Exercise requirements: Nothing in the records may be altered. Repeat them in full.
##########
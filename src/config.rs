//! Configuration using Figment
//!
//! Configuration is layered, later sources winning:
//! 1. built-in defaults
//! 2. a TOML file (`config/pe_daq.toml` unless another path is given)
//! 3. environment variables prefixed with `PE_DAQ_`, nested with `__`
//!
//! # Example
//! ```no_run
//! use pe_daq::config::PeDaqConfig;
//!
//! # fn main() -> anyhow::Result<()> {
//! // PE_DAQ_COUNT__NUM_REPETITIONS=3 overrides the file
//! let config = PeDaqConfig::load()?;
//! println!("Detector: {}", config.detector.prefix);
//! # Ok(())
//! # }
//! ```

use anyhow::{bail, ensure, Context, Result};
use chrono::Datelike;
use daq_driver_mock::PerkinElmerConfig;
use daq_experiment::{CountSettings, OrchestratorConfig};
use figment::{
    providers::{Env, Format, Serialized, Toml},
    Figment,
};
use serde::{Deserialize, Serialize};
use std::path::{Path, PathBuf};
use std::time::Duration;

/// Default configuration file, relative to the working directory
pub const DEFAULT_CONFIG_PATH: &str = "config/pe_daq.toml";

/// Environment variable prefix
pub const ENV_PREFIX: &str = "PE_DAQ_";

/// Longest accepted per-arm deadline (one week)
pub const MAX_ARM_TIMEOUT_SECS: f64 = 604_800.0;

const VALID_LOG_LEVELS: [&str; 5] = ["trace", "debug", "info", "warn", "error"];

/// Top-level configuration
#[derive(Debug, Clone, Default, PartialEq, Serialize, Deserialize)]
#[serde(default)]
pub struct PeDaqConfig {
    /// Application settings
    pub application: ApplicationConfig,
    /// Simulated detector
    pub detector: PerkinElmerConfig,
    /// Where files are written
    pub storage: StorageConfig,
    /// Proposal metadata, also used for the file path
    pub proposal: ProposalConfig,
    /// Count protocol parameters
    pub count: CountSettings,
}

/// Application-level configuration
#[derive(Debug, Clone, PartialEq, Serialize, Deserialize)]
#[serde(default)]
pub struct ApplicationConfig {
    /// Application name
    pub name: String,
    /// Logging level (trace, debug, info, warn, error)
    pub log_level: String,
    /// Log output format
    pub log_format: LogFormat,
}

impl Default for ApplicationConfig {
    fn default() -> Self {
        Self {
            name: "pe-daq".to_string(),
            log_level: "info".to_string(),
            log_format: LogFormat::Pretty,
        }
    }
}

/// Log output format
#[derive(Debug, Clone, Copy, Default, PartialEq, Eq, Serialize, Deserialize, clap::ValueEnum)]
#[serde(rename_all = "lowercase")]
pub enum LogFormat {
    /// Multi-line, colored
    #[default]
    Pretty,
    /// One line per event
    Compact,
    /// Newline-delimited JSON
    Json,
}

/// File layout configuration
#[derive(Debug, Clone, PartialEq, Serialize, Deserialize)]
#[serde(default)]
pub struct StorageConfig {
    /// Absolute resource root
    pub root: PathBuf,
    /// Directory below the proposal path, before year/cycle/proposal
    pub subdirectory: PathBuf,
    /// TIFF plugin file template
    pub naming_template: String,
    /// Per-arm deadline in seconds (unset waits indefinitely)
    pub arm_timeout_secs: Option<f64>,
}

impl Default for StorageConfig {
    fn default() -> Self {
        Self {
            root: PathBuf::from("/tmp"),
            subdirectory: PathBuf::from("perkin_elmer/detector"),
            naming_template: daq_driver_mock::DEFAULT_FILE_TEMPLATE.to_string(),
            arm_timeout_secs: None,
        }
    }
}

/// Proposal metadata
#[derive(Debug, Clone, PartialEq, Serialize, Deserialize)]
#[serde(default)]
pub struct ProposalConfig {
    /// Calendar year; the current year when unset
    pub year: Option<i32>,
    /// Facility cycle, e.g. `C2`
    pub cycle: String,
    /// Proposal identifier; the directory is `XRD<proposal_id>`
    pub proposal_id: String,
}

impl Default for ProposalConfig {
    fn default() -> Self {
        Self {
            year: None,
            cycle: "C1".to_string(),
            proposal_id: "commissioning".to_string(),
        }
    }
}

impl ProposalConfig {
    /// Configured year, or the current one
    pub fn year(&self) -> i32 {
        self.year.unwrap_or_else(|| chrono::Utc::now().year())
    }
}

impl PeDaqConfig {
    /// Load from [`DEFAULT_CONFIG_PATH`] and the environment.
    pub fn load() -> Result<Self> {
        Self::load_from(DEFAULT_CONFIG_PATH)
    }

    /// Load from a specific TOML file and the environment, then validate.
    ///
    /// A missing file is not an error; defaults and environment still apply.
    pub fn load_from<P: AsRef<Path>>(path: P) -> Result<Self> {
        let path = path.as_ref();
        let config: Self = Self::figment(path)
            .extract()
            .with_context(|| format!("Failed to load configuration from {}", path.display()))?;
        config.validate()?;
        Ok(config)
    }

    /// Layered provider, exposed so callers can merge further overrides.
    pub fn figment(path: &Path) -> Figment {
        Figment::from(Serialized::defaults(Self::default()))
            .merge(Toml::file(path))
            .merge(Env::prefixed(ENV_PREFIX).split("__"))
    }

    /// Validate configuration after loading
    pub fn validate(&self) -> Result<()> {
        let level = self.application.log_level.to_lowercase();
        if !VALID_LOG_LEVELS.contains(&level.as_str()) {
            bail!(
                "Invalid log_level '{}'. Must be one of: {}",
                self.application.log_level,
                VALID_LOG_LEVELS.join(", ")
            );
        }

        ensure!(
            self.storage.root.is_absolute(),
            "storage.root '{}' must be an absolute path",
            self.storage.root.display()
        );
        ensure!(
            self.storage.subdirectory.is_relative(),
            "storage.subdirectory '{}' must be relative",
            self.storage.subdirectory.display()
        );
        ensure!(
            !self.storage.naming_template.is_empty(),
            "storage.naming_template must not be empty"
        );
        if let Some(secs) = self.storage.arm_timeout_secs {
            ensure!(
                secs.is_finite() && secs > 0.0 && secs <= MAX_ARM_TIMEOUT_SECS,
                "storage.arm_timeout_secs must be within (0, {}], got {}",
                MAX_ARM_TIMEOUT_SECS,
                secs
            );
        }

        ensure!(!self.detector.name.is_empty(), "detector.name must not be empty");
        ensure!(!self.detector.prefix.is_empty(), "detector.prefix must not be empty");
        for (operation, rate) in &self.detector.errors.failure_rates {
            ensure!(
                (0.0..=1.0).contains(rate),
                "detector.errors.failure_rates.{} must be within 0..=1, got {}",
                operation,
                rate
            );
        }

        ensure!(!self.proposal.cycle.is_empty(), "proposal.cycle must not be empty");
        ensure!(
            !self.proposal.proposal_id.is_empty(),
            "proposal.proposal_id must not be empty"
        );

        self.count.validate().context("Invalid [count] section")?;
        Ok(())
    }

    /// Series directory below the root: `<subdirectory>/<year>/<cycle>/XRD<proposal>`
    pub fn relative_path(&self) -> PathBuf {
        self.storage
            .subdirectory
            .join(self.proposal.year().to_string())
            .join(&self.proposal.cycle)
            .join(format!("XRD{}", self.proposal.proposal_id))
    }

    /// Orchestrator settings derived from storage and proposal sections
    pub fn orchestrator_config(&self) -> OrchestratorConfig {
        let mut config = OrchestratorConfig::new(self.storage.root.clone(), self.relative_path())
            .with_naming_template(self.storage.naming_template.clone())
            .with_metadata("proposal", self.proposal.proposal_id.clone())
            .with_metadata("cycle", self.proposal.cycle.clone())
            .with_metadata("year", self.proposal.year().to_string());
        if let Some(secs) = self.storage.arm_timeout_secs {
            // Unvalidated values that do not fit a Duration wait indefinitely
            let timeout = Duration::try_from_secs_f64(secs).unwrap_or(Duration::MAX);
            config = config.with_arm_timeout(timeout);
        }
        config
    }
}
##########
Result below:
filename src/config.rs
//! Configuration using Figment
//!
//! Configuration is layered, later sources winning:
//! 1. built-in defaults
//! 2. a TOML file (`config/pe_daq.toml` unless another path is given)
//! 3. environment variables prefixed with `PE_DAQ_`, nested with `__`
//!
//! # Example
//! ```no_run
//! use pe_daq::config::PeDaqConfig;
//!
//! # fn main() -> anyhow::Result<()> {
//! // PE_DAQ_COUNT__NUM_REPETITIONS=3 overrides the file
//! let config = PeDaqConfig::load()?;
//! println!("Detector: {}", config.detector.prefix);
//! # Ok(())
//! # }
//! ```

use anyhow::{bail, ensure, Context, Result};
use chrono::Datelike;
use daq_driver_mock::PerkinElmerConfig;
use daq_experiment::{CountSettings, OrchestratorConfig};
use figment::{
    providers::{Env, Format, Serialized, Toml},
    Figment,
};
use serde::{Deserialize, Serialize};
use std::path::{Path, PathBuf};
use std::time::Duration;

/// Default configuration file, relative to the working directory
pub const DEFAULT_CONFIG_PATH: &str = "config/pe_daq.toml";

/// Environment variable prefix
pub const ENV_PREFIX: &str = "PE_DAQ_";

/// Longest accepted per-arm deadline (one week)
pub const MAX_ARM_TIMEOUT_SECS: f64 = 604_800.0;

const VALID_LOG_LEVELS: [&str; 5] = ["trace", "debug", "info", "warn", "error"];

/// Top-level configuration
#[derive(Debug, Clone, Default, PartialEq, Serialize, Deserialize)]
#[serde(default)]
pub struct PeDaqConfig {
    /// Application settings
    pub application: ApplicationConfig,
    /// Simulated detector
    pub detector: PerkinElmerConfig,
    /// Where files are written
    pub storage: StorageConfig,
    /// Proposal metadata, also used for the file path
    pub proposal: ProposalConfig,
    /// Count protocol parameters
    pub count: CountSettings,
}

/// Application-level configuration
#[derive(Debug, Clone, PartialEq, Serialize, Deserialize)]
#[serde(default)]
pub struct ApplicationConfig {
    /// Application name
    pub name: String,
    /// Logging level (trace, debug, info, warn, error)
    pub log_level: String,
    /// Log output format
    pub log_format: LogFormat,
}

impl Default for ApplicationConfig {
    fn default() -> Self {
        Self {
            name: "pe-daq".to_string(),
            log_level: "info".to_string(),
            log_format: LogFormat::Pretty,
        }
    }
}

/// Log output format
#[derive(Debug, Clone, Copy, Default, PartialEq, Eq, Serialize, Deserialize, clap::ValueEnum)]
#[serde(rename_all = "lowercase")]
pub enum LogFormat {
    /// Multi-line, colored
    #[default]
    Pretty,
    /// One line per event
    Compact,
    /// Newline-delimited JSON
    Json,
}

/// File layout configuration
#[derive(Debug, Clone, PartialEq, Serialize, Deserialize)]
#[serde(default)]
pub struct StorageConfig {
    /// Absolute resource root
    pub root: PathBuf,
    /// Directory below the proposal path, before year/cycle/proposal
    pub subdirectory: PathBuf,
    /// TIFF plugin file template
    pub naming_template: String,
    /// Per-arm deadline in seconds (unset waits indefinitely)
    pub arm_timeout_secs: Option<f64>,
}

impl Default for StorageConfig {
    fn default() -> Self {
        Self {
            root: PathBuf::from("/tmp"),
            subdirectory: PathBuf::from("perkin_elmer/detector"),
            naming_template: daq_driver_mock::DEFAULT_FILE_TEMPLATE.to_string(),
            arm_timeout_secs: None,
        }
    }
}

/// Proposal metadata
#[derive(Debug, Clone, PartialEq, Serialize, Deserialize)]
#[serde(default)]
pub struct ProposalConfig {
    /// Calendar year; the current year when unset
    pub year: Option<i32>,
    /// Facility cycle, e.g. `C2`
    pub cycle: String,
    /// Proposal identifier; the directory is `XRD<proposal_id>`
    pub proposal_id: String,
}

impl Default for ProposalConfig {
    fn default() -> Self {
        Self {
            year: None,
            cycle: "C1".to_string(),
            proposal_id: "commissioning".to_string(),
        }
    }
}

impl ProposalConfig {
    /// Configured year, or the current one
    pub fn year(&self) -> i32 {
        self.year.unwrap_or_else(|| chrono::Utc::now().year())
    }
}

impl PeDaqConfig {
    /// Load from [`DEFAULT_CONFIG_PATH`] and the environment.
    pub fn load() -> Result<Self> {
        Self::load_from(DEFAULT_CONFIG_PATH)
    }

    /// Load from a specific TOML file and the environment, then validate.
    ///
    /// A missing file is not an error; defaults and environment still apply.
    pub fn load_from<P: AsRef<Path>>(path: P) -> Result<Self> {
        let path = path.as_ref();
        let config: Self = Self::figment(path)
            .extract()
            .with_context(|| format!("Failed to load configuration from {}", path.display()))?;
        config.validate()?;
        Ok(config)
    }

    /// Layered provider, exposed so callers can merge further overrides.
    pub fn figment(path: &Path) -> Figment {
        Figment::from(Serialized::defaults(Self::default()))
            .merge(Toml::file(path))
            .merge(Env::prefixed(ENV_PREFIX).split("__"))
    }

    /// Validate configuration after loading
    pub fn validate(&self) -> Result<()> {
        let level = self.application.log_level.to_lowercase();
        if !VALID_LOG_LEVELS.contains(&level.as_str()) {
            bail!(
                "Invalid log_level '{}'. Must be one of: {}",
                self.application.log_level,
                VALID_LOG_LEVELS.join(", ")
            );
        }

        ensure!(
            self.storage.root.is_absolute(),
            "storage.root '{}' must be an absolute path",
            self.storage.root.display()
        );
        ensure!(
            self.storage.subdirectory.is_relative(),
            "storage.subdirectory '{}' must be relative",
            self.storage.subdirectory.display()
        );
        ensure!(
            !self.storage.naming_template.is_empty(),
            "storage.naming_template must not be empty"
        );
        if let Some(secs) = self.storage.arm_timeout_secs {
            ensure!(
                secs.is_finite() && secs > 0.0 && secs <= MAX_ARM_TIMEOUT_SECS,
                "storage.arm_timeout_secs must be within (0, {}], got {}",
                MAX_ARM_TIMEOUT_SECS,
                secs
            );
        }

        ensure!(!self.detector.name.is_empty(), "detector.name must not be empty");
        ensure!(!self.detector.prefix.is_empty(), "detector.prefix must not be empty");
        for (operation, rate) in &self.detector.errors.failure_rates {
            ensure!(
                (0.0..=1.0).contains(rate),
                "detector.errors.failure_rates.{} must be within 0..=1, got {}",
                operation,
                rate
            );
        }

        ensure!(!self.proposal.cycle.is_empty(), "proposal.cycle must not be empty");
        ensure!(
            !self.proposal.proposal_id.is_empty(),
            "proposal.proposal_id must not be empty"
        );

        self.count.validate().context("Invalid [count] section")?;
        Ok(())
    }

    /// Series directory below the root: `<subdirectory>/<year>/<cycle>/XRD<proposal>`
    pub fn relative_path(&self) -> PathBuf {
        self.storage
            .subdirectory
            .join(self.proposal.year().to_string())
            .join(&self.proposal.cycle)
            .join(format!("XRD{}", self.proposal.proposal_id))
    }

    /// Orchestrator settings derived from storage and proposal sections
    pub fn orchestrator_config(&self) -> OrchestratorConfig {
        let mut config = OrchestratorConfig::new(self.storage.root.clone(), self.relative_path())
            .with_naming_template(self.storage.naming_template.clone())
            .with_metadata("proposal", self.proposal.proposal_id.clone())
            .with_metadata("cycle", self.proposal.cycle.clone())
            .with_metadata("year", self.proposal.year().to_string());
        if let Some(secs) = self.storage.arm_timeout_secs {
            // Unvalidated values that do not fit a Duration wait indefinitely
            let timeout = Duration::try_from_secs_f64(secs).unwrap_or(Duration::MAX);
            config = config.with_arm_timeout(timeout);
        }
        config
    }
}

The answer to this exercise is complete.